Skipping the Beach to Shovel Shells

     Think back a few years. What did you do with your time and talents during spring break from college days? Be careful now. Maybe you shouldn’t answer in front of the children. Fortunately for those of us who love the Chesapeake Bay, a new generation knows how to break from the past and spring into action.

      Since 2009, college students from campuses across the country have travelled to Chesapeake Country for Alternative Spring Break. They forfeit a deserved respite from studies to volunteer their energies for Bay-saving endeavors like oyster restoration, forest-buffer tree-planting, urban lot-greening projects and honing sustainable farming techniques. Most bunk in cabins and some even camp out on the Bay — in windy, cold March.

     Oh, and at the end of the week they get a pizza party. 

     “It’s not about that,” laughs graduate intern Kaitlin West of Rutgers University as she and her team hoist shovel-full after shovel-full of oyster shells into screen bins to sift out the recyclable shells from the chaff. 

      “It’s not about the what of what we are doing but the why. If the Bay is healthy then everyone is healthy.”

     It’s not about the 30-degree weather or the winds whipping the cold through the flying shell dust, either.

     West, 25, smiles a great big smile and says how appreciative she is of the opportunity. She has already been to New Orleans in 2014 and 2015 to build or rehab homes. She’s not an engineering student or a marine biologist. Her Masters is in College Student Affairs under the Department of Leadership and Experiential Learning.

      “We are a team,” West says. “But we are comprised of individuals who made a choice to come to the Chesapeake Bay. We understand the mission of The Chesapeake Bay Foundation, and we came to help.”

      Help is exactly what the Rutgers team provided at Chesapeake Bay Foundation’s Oyster Restoration facilities by prepping shell to grow baby oysters in the coming warmer season.

     Sifting through the mounds of oyster shells is a task familiar to David Tana, 34, who first broke from college spring convention while a graduate student at the University of Maryland in 2011, again heading to the Bay in 2013 and 2014. Tana stopped volunteering in 2015 when The Chesapeake Bay Foundation hired him. Now he runs the program.

      “Each group brings their own measure of intensity,” Tana says. “But the groups are so different, they are the same.” He laughs as he says it. “They have different majors, backgrounds, cultures, goals, friends, phones, food tastes, everything. Yet they all have a common purpose: to save the Bay.”

      Tana greets each group with a short history of the Chesapeake Bay. 

      Any one of them could have opted for warmer climes or other projects, like, building homes in New Orleans. But they chose the Bay. 

      “This is Rutgers’ first time here. We want to be a part of the solution,” West says.
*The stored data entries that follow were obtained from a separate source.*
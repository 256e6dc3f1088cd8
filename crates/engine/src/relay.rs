// SPDX-License-Identifier: BUSL-1.1
// Copyright (c) 2026 Alfred Jean LLC

//! Log Relay: copies a worker's stderr into the build's log file as it
//! arrives.
//!
//! Each chunk is written and flushed before the next read, so the file can
//! be tailed while the build runs. Relay failures are logged and reported
//! in [`RelayReport`]; they never change a build's outcome. After a write
//! failure the relay keeps draining the stream so the worker never blocks
//! on a full pipe.

use rbd_core::LogDestination;
use std::path::{Path, PathBuf};
use std::time::Duration;
use tokio::fs::{File, OpenOptions};
use tokio::io::{AsyncRead, AsyncReadExt, AsyncWriteExt};
use tokio::task::JoinHandle;

const CHUNK: usize = 8 * 1024;

/// What the relay did
#[derive(Debug, Clone, Default, PartialEq, Eq)]
pub struct RelayReport {
    pub bytes_read: u64,
    pub bytes_written: u64,
    /// First failure, if any
    pub error: Option<String>,
}

/// A running relay task.
pub struct LogRelay {
    path: PathBuf,
    handle: JoinHandle<RelayReport>,
}

impl LogRelay {
    /// Start draining `source` into `dest`.
    pub fn start<R>(source: R, dest: &LogDestination) -> Self
    where
        R: AsyncRead + Unpin + Send + 'static,
    {
        let path = dest.path().to_path_buf();
        let handle = tokio::spawn(relay(source, path.clone()));
        Self { path, handle }
    }

    /// Wait for the source to reach end of stream, at most `timeout`.
    pub async fn finish(self, timeout: Duration) -> RelayReport {
        let abort = self.handle.abort_handle();
        match tokio::time::timeout(timeout, self.handle).await {
            Ok(Ok(report)) => report,
            Ok(Err(e)) => RelayReport { error: Some(format!("relay task failed: {}", e)), ..Default::default() },
            Err(_) => {
                abort.abort();
                tracing::warn!(path = %self.path.display(), "log relay did not drain in time");
                RelayReport {
                    error: Some(format!("log stream still open after {}ms", timeout.as_millis())),
                    ..Default::default()
                }
            }
        }
    }
}

async fn open_log(path: &Path) -> std::io::Result<File> {
    if let Some(parent) = path.parent() {
        tokio::fs::create_dir_all(parent).await?;
    }
    OpenOptions::new().create(true).append(true).open(path).await
}

async fn relay<R>(mut source: R, path: PathBuf) -> RelayReport
where
    R: AsyncRead + Unpin,
{
    let mut report = RelayReport::default();
    let mut file = match open_log(&path).await {
        Ok(file) => Some(file),
        Err(e) => {
            tracing::warn!(path = %path.display(), error = %e, "failed to open build log");
            report.error = Some(format!("open {}: {}", path.display(), e));
            None
        }
    };

    let mut buf = vec![0u8; CHUNK];
    loop {
        let n = match source.read(&mut buf).await {
            Ok(0) => break,
            Ok(n) => n,
            Err(e) => {
                tracing::warn!(path = %path.display(), error = %e, "reading build output failed");
                report.error.get_or_insert_with(|| format!("read: {}", e));
                break;
            }
        };
        report.bytes_read += n as u64;

        let Some(out) = file.as_mut() else { continue };
        let written = async {
            out.write_all(&buf[..n]).await?;
            out.flush().await
        }
        .await;
        match written {
            Ok(()) => report.bytes_written += n as u64,
            Err(e) => {
                tracing::warn!(path = %path.display(), error = %e, "failed to write build log");
                report.error.get_or_insert_with(|| format!("write {}: {}", path.display(), e));
                file = None;
            }
        }
    }

    tracing::debug!(path = %path.display(), bytes = report.bytes_written, "build log closed");
    report
}

#[cfg(test)]
#[path = "relay_tests.rs"]
mod tests;
// SPDX-License-Identifier: BUSL-1.1
// Copyright (c) 2026 Alfred Jean LLC

use super::*;
use tokio::io::{AsyncReadExt, AsyncWriteExt};

fn machine() -> MachineDescriptor {
    MachineDescriptor::new("root@builder1", "/etc/rbd/id_ed25519")
}

#[test]
fn master_args_authenticate_with_the_key_only() {
    let config = SshConfig::default().connect_timeout(Duration::from_secs(10));
    let args = master_args(&config, &machine(), Path::new("/tmp/m.sock"));

    assert_eq!(&args[..4], &["-M", "-N", "-S", "/tmp/m.sock"]);
    assert!(args.contains(&"BatchMode=yes".to_string()));
    assert!(args.contains(&"ConnectTimeout=10".to_string()));
    let key = args.iter().position(|a| a == "-i").unwrap();
    assert_eq!(args[key + 1], "/etc/rbd/id_ed25519");
    assert_eq!(args.last().map(String::as_str), Some("root@builder1"));
}

#[test]
fn master_args_without_key_use_ssh_defaults() {
    let config = SshConfig::default().extra_args(vec!["-p".into(), "2222".into()]);
    let machine = MachineDescriptor::new("builder1", "");
    let args = master_args(&config, &machine, Path::new("/tmp/m.sock"));

    assert!(!args.contains(&"-i".to_string()));
    let n = args.len();
    assert_eq!(&args[n - 3..], &["-p", "2222", "builder1"]);
}

#[test]
fn command_args_quote_remote_words() {
    let command = RemoteCommand::new("nix-store")
        .args(vec!["--serve".into(), "--write".into()])
        .env(vec![("GREETING".into(), "hello world".into())]);
    let args = command_args(Path::new("/tmp/m.sock"), "builder1", &command);

    let dashdash = args.iter().position(|a| a == "--").unwrap();
    assert_eq!(args[dashdash - 1], "builder1");
    assert_eq!(&args[dashdash + 1..], &["env", "'GREETING=hello world'", "nix-store", "--serve", "--write"]);
}

#[yare::parameterized(
    plain = { "nix-store", "nix-store" },
    path = { "/nix/store/abc-foo.drv", "/nix/store/abc-foo.drv" },
    space = { "a b", "'a b'" },
    quote = { "it's", r"'it'\''s'" },
    empty = { "", "''" },
    dollar = { "$HOME", "'$HOME'" },
)]
fn shell_quote_cases(word: &str, expected: &str) {
    assert_eq!(shell_quote(word), expected);
}

#[test]
fn permission_denied_is_an_auth_failure() {
    let stderr = "Warning: Permanently added 'builder1' to known hosts.\nroot@builder1: Permission denied (publickey).\n";
    let err = classify_ssh_failure("builder1", stderr, Some(255));
    assert!(matches!(err, ConnectionError::AuthFailed { .. }));
    assert!(err.to_string().contains("Permission denied (publickey)"));
}

#[test]
fn other_failures_are_unreachable() {
    let err = classify_ssh_failure("builder1", "ssh: connect to host builder1 port 22: Connection refused\n", Some(255));
    assert!(matches!(err, ConnectionError::Unreachable { ref detail, .. } if detail.contains("Connection refused")));

    let err = classify_ssh_failure("builder1", "", Some(255));
    assert!(err.to_string().contains("ssh exited with status 255"));
}

#[test]
fn sanitize_keeps_socket_names_simple() {
    assert_eq!(sanitize("build-1.example.org"), "build-1.example.org");
    assert_eq!(sanitize("[::1]:22"), "___1__22");
}

#[tokio::test]
async fn localhost_runs_commands_directly() {
    let transport = SshTransport::new(SshConfig::default());
    let mut session = transport.open(&MachineDescriptor::new("localhost", "")).await.unwrap();
    assert!(session.is_open());

    let command = RemoteCommand::new("sh").args(vec!["-c".into(), "cat; echo oops >&2".into()]);
    let mut process = session.run_command(&command).await.unwrap();
    process.stdin.write_all(b"ping").await.unwrap();
    drop(process.stdin);

    let mut out = String::new();
    process.stdout.read_to_string(&mut out).await.unwrap();
    let mut err = String::new();
    process.stderr.read_to_string(&mut err).await.unwrap();
    assert_eq!(out, "ping");
    assert_eq!(err, "oops\n");
    assert_eq!(process.control.wait().await.unwrap(), Some(0));

    session.close().await.unwrap();
    session.close().await.unwrap();
    assert!(!session.is_open());
}

#[tokio::test]
async fn closed_session_refuses_commands() {
    let transport = SshTransport::new(SshConfig::default());
    let mut session = transport.open(&MachineDescriptor::new("localhost", "")).await.unwrap();
    session.close().await.unwrap();

    let err = session.run_command(&RemoteCommand::new("true")).await.err().unwrap();
    assert!(matches!(err, ConnectionError::Closed(ref m) if m == "localhost"));
}

#[tokio::test]
async fn missing_ssh_binary_is_a_spawn_error() {
    let dir = tempfile::tempdir().unwrap();
    let transport = SshTransport::new(
        SshConfig::default().program("/nonexistent/ssh").control_dir(dir.path()),
    );
    let err = transport.open(&machine()).await.err().unwrap();
    assert!(matches!(err, ConnectionError::Spawn { .. }));
}

/// Write an `ssh` stand-in. `master` runs for `ssh -M`, `exit` for
/// `ssh -O exit`; `-O check` succeeds once the socket file exists.
fn stub_ssh(dir: &Path, master: &str, exit: &str) -> PathBuf {
    use std::os::unix::fs::PermissionsExt;

    let script = format!(
        r#"#!/bin/sh
sock=""
prev=""
for arg in "$@"; do
    if [ "$prev" = "-S" ]; then sock="$arg"; fi
    prev="$arg"
done
case " $* " in
    *" -O check "*) [ -e "$sock" ] ;;
    *" -O exit "*) {exit} ;;
    *" -M "*) {master} ;;
    *) exit 2 ;;
esac
"#
    );
    let path = dir.join("ssh");
    std::fs::write(&path, script).unwrap();
    std::fs::set_permissions(&path, std::fs::Permissions::from_mode(0o755)).unwrap();
    path
}

const READY_MASTER: &str = r#"touch "$sock"; exec sleep 30"#;

struct Stub {
    _bin: tempfile::TempDir,
    control: tempfile::TempDir,
    transport: SshTransport,
}

impl Stub {
    fn new(master: &str, exit: &str, configure: impl FnOnce(SshConfig) -> SshConfig) -> Self {
        let bin = tempfile::tempdir().unwrap();
        let control = tempfile::tempdir().unwrap();
        let program = stub_ssh(bin.path(), master, exit);
        let config = configure(
            SshConfig::default().program(program.display().to_string()).control_dir(control.path()),
        );
        Self { _bin: bin, control, transport: SshTransport::new(config) }
    }

    fn sockets(&self) -> usize {
        std::fs::read_dir(self.control.path()).unwrap().count()
    }
}

#[tokio::test]
#[serial_test::serial(ssh_stub)]
async fn master_session_opens_and_closes_twice() {
    let stub = Stub::new(READY_MASTER, r#"rm -f "$sock""#, |c| c);

    for _ in 0..2 {
        let mut session = stub.transport.open(&machine()).await.unwrap();
        assert!(session.is_open());
        assert_eq!(session.machine(), "root@builder1");
        assert_eq!(stub.sockets(), 1);

        session.close().await.unwrap();
        session.close().await.unwrap();
        assert!(!session.is_open());
        assert_eq!(stub.sockets(), 0);
    }
}

#[tokio::test]
#[serial_test::serial(ssh_stub)]
async fn close_removes_the_socket_left_by_the_master() {
    // -O exit reports success but leaves the socket file behind
    let stub = Stub::new(READY_MASTER, "exit 0", |c| c);

    let mut session = stub.transport.open(&machine()).await.unwrap();
    session.close().await.unwrap();

    assert_eq!(stub.sockets(), 0);
}

#[tokio::test]
#[serial_test::serial(ssh_stub)]
async fn wedged_exit_does_not_block_close() {
    let stub = Stub::new(READY_MASTER, "exec sleep 30", |c| c.exit_timeout(Duration::from_millis(200)));

    let mut session = stub.transport.open(&machine()).await.unwrap();
    let closed = tokio::time::timeout(Duration::from_secs(10), session.close()).await;

    assert!(closed.is_ok(), "close blocked on ssh -O exit");
    assert!(!session.is_open());
    assert_eq!(stub.sockets(), 0);
}

#[tokio::test]
#[serial_test::serial(ssh_stub)]
async fn refused_key_is_an_auth_failure() {
    let master = r#"echo "root@builder1: Permission denied (publickey)." >&2; exit 255"#;
    let stub = Stub::new(master, "exit 0", |c| c);

    let err = stub.transport.open(&machine()).await.err().unwrap();

    assert!(matches!(err, ConnectionError::AuthFailed { ref detail, .. } if detail.contains("publickey")));
    assert_eq!(stub.sockets(), 0);
}

#[tokio::test]
#[serial_test::serial(ssh_stub)]
async fn master_that_never_authenticates_is_unreachable() {
    let stub = Stub::new("exec sleep 30", "exit 0", |c| c.connect_timeout(Duration::from_millis(300)));

    let started = Instant::now();
    let err = stub.transport.open(&machine()).await.err().unwrap();

    assert!(matches!(err, ConnectionError::Unreachable { ref detail, .. } if detail.starts_with("no connection after")));
    assert!(started.elapsed() < Duration::from_secs(10));
    assert_eq!(stub.sockets(), 0);
}

#[tokio::test]
#[serial_test::serial(ssh_stub)]
async fn dropped_session_removes_its_socket() {
    let stub = Stub::new(READY_MASTER, "exit 0", |c| c);

    let session = stub.transport.open(&machine()).await.unwrap();
    assert_eq!(stub.sockets(), 1);
    drop(session);

    assert_eq!(stub.sockets(), 0);
}
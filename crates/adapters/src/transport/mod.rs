// SPDX-License-Identifier: BUSL-1.1
// Copyright (c) 2026 Alfred Jean LLC

//! Transport sessions to remote build workers.
//!
//! A [`Transport`] opens one authenticated [`Session`] per dispatch. A
//! session runs commands on the worker and hands back their byte streams as
//! a [`RemoteProcess`]. Closing a session is idempotent.

mod keys;
mod process;
mod ssh;

pub use keys::{KeyGuard, KeyLocks};
pub use process::ChildControl;
pub use ssh::{shell_quote, SshConfig, SshSession, SshTransport};

#[cfg(any(test, feature = "test-support"))]
#[cfg_attr(coverage_nightly, coverage(off))]
mod fake;
#[cfg(any(test, feature = "test-support"))]
pub use fake::{
    BuildBehavior, ConnectBehavior, FakeMachine, FakeSession, FakeTransport, MachineStats,
};

use async_trait::async_trait;
use rbd_core::MachineDescriptor;
use thiserror::Error;
use tokio::io::{AsyncRead, AsyncWrite};

pub type BoxedReader = Box<dyn AsyncRead + Send + Unpin>;
pub type BoxedWriter = Box<dyn AsyncWrite + Send + Unpin>;

/// Transport-level failures. Never a build outcome by themselves.
#[derive(Debug, Error)]
pub enum ConnectionError {
    #[error("failed to spawn `{program}`: {source}")]
    Spawn {
        program: String,
        #[source]
        source: std::io::Error,
    },
    #[error("authentication to {machine} failed: {detail}")]
    AuthFailed { machine: String, detail: String },
    #[error("cannot connect to {machine}: {detail}")]
    Unreachable { machine: String, detail: String },
    #[error("session to {0} is closed")]
    Closed(String),
    #[error("transport i/o error: {0}")]
    Io(#[from] std::io::Error),
}

/// A command to run on the worker.
#[derive(Debug, Clone, PartialEq, Eq)]
pub struct RemoteCommand {
    pub program: String,
    pub args: Vec<String>,
    pub env: Vec<(String, String)>,
}

impl RemoteCommand {
    pub fn new(program: impl Into<String>) -> Self {
        Self { program: program.into(), args: Vec::new(), env: Vec::new() }
    }

    rbd_core::setters! {
        set {
            args: Vec<String>,
            env: Vec<(String, String)>,
        }
    }

    /// Command line as words, prefixed with `env K=V ...` when the command
    /// carries environment variables.
    pub fn words(&self) -> Vec<String> {
        let mut words = Vec::with_capacity(self.args.len() + self.env.len() + 2);
        if !self.env.is_empty() {
            words.push("env".to_string());
            words.extend(self.env.iter().map(|(k, v)| format!("{}={}", k, v)));
        }
        words.push(self.program.clone());
        words.extend(self.args.iter().cloned());
        words
    }
}

/// Control over a running remote process.
#[async_trait]
pub trait ProcessControl: Send {
    /// Wait for the process to exit. `None` means it was killed by a signal.
    async fn wait(&mut self) -> Result<Option<i32>, ConnectionError>;

    /// Forcibly terminate the process. No-op if it already exited.
    async fn kill(&mut self);
}

/// Byte streams and lifecycle of one command running on a worker.
pub struct RemoteProcess {
    pub stdin: BoxedWriter,
    pub stdout: BoxedReader,
    pub stderr: BoxedReader,
    pub control: Box<dyn ProcessControl>,
}

/// One authenticated connection to a worker.
#[async_trait]
pub trait Session: Send {
    /// Name of the machine this session is connected to
    fn machine(&self) -> &str;

    /// Start a command on the worker.
    async fn run_command(&mut self, command: &RemoteCommand)
        -> Result<RemoteProcess, ConnectionError>;

    /// Tear the connection down. Closing a closed session is a no-op.
    async fn close(&mut self) -> Result<(), ConnectionError>;

    fn is_open(&self) -> bool;
}

/// Opens sessions to workers.
#[async_trait]
pub trait Transport: Send + Sync + 'static {
    type Session: Session + 'static;

    /// Connect and authenticate with the machine's key.
    async fn open(&self, machine: &MachineDescriptor) -> Result<Self::Session, ConnectionError>;
}

#[cfg(test)]
#[path = "mod_tests.rs"]
mod tests;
      Rutgers is not the only Bay saver. The University of Richmond and the University of Delaware have already come and gone. The University of Maryland and Charleston College will arrive soon.

      “During the week, each group helps with several of our initiatives,” Tana says. “We plant 10,000 trees annually as breaks between land and water to keep out pollutants. We inspect acres upon acres of existing tree breaks to make sure the screening we use to protect the saplings is secure. We help farmers grow crops naturally and assist in moving cattle from corn feed to grass.”

      Like West from Rutgers, Tana has reaped the benefit of the Alternative Spring Break’s opportunity to step outside of his comfort zone. Though the goal is the health of the Bay, the experience brings its own reward.

     “I’ve gotten phone calls from students who have come here,” he says. “They say, Hey, I changed my major or switched schools because of that trip. It gave me the … ’ And they fill in the blank of what was missing in the direction they were headed or the uncertainty of their future. 

     “For me, coming to help the Chesapeake Bay thrive was life-changing,” Tana says. “It’s really cool to see it happen to someone else.”